There are a variety of parameters that data loggers are capable of monitoring. The two most common are temperature and relative humidity, but there are many others, including:
- Voltage or Current
- Carbon Monoxide
- Carbon Dioxide
- Event, Count & State
- Particulate Matter Pollution
- Volatile Organic Compounds (VOCs)
The number of parameters available, coupled with the wealth of applications and environments in which a data logger can be used, means these devices are extremely versatile.
USB or WiFi Connectivity?
Two of the most common connectivity types are USB and WiFi data loggers. Each type of logger comes with its benefits, but it depends on the needs of the individual as to which type appeals most.
USB loggers are small scale and easy to operate. Some come with LCDs so their readings can be seen immediately. Others are so simple that they can be activated by the push of a button. Data storage on a USB logger can range from around 30,000 readings to over 1,000,000. Some are rugged and weatherproof, meaning they won’t be damaged by water ingress or if subject to rough handling.

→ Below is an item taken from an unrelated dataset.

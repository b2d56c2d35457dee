pub mod map;
pub mod stamp;

pub use map::{SeekMode, TimeMap};
pub use stamp::{FrameIndex, Time, TimeStamp};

WiFi loggers, on the other hand, are designed to make life easier as they can be remotely accessed. They have a fit-and-forget nature which means you can place one or more devices in the desired location, and essentially leave them to it. They can continue to log even if the WiFi connection drops out (and catch up the data later on), and alerts can be delivered to your phone or inbox so you will never miss a critical parameter breach. Unlimited data readings can be accessed and downloaded via the Cloud.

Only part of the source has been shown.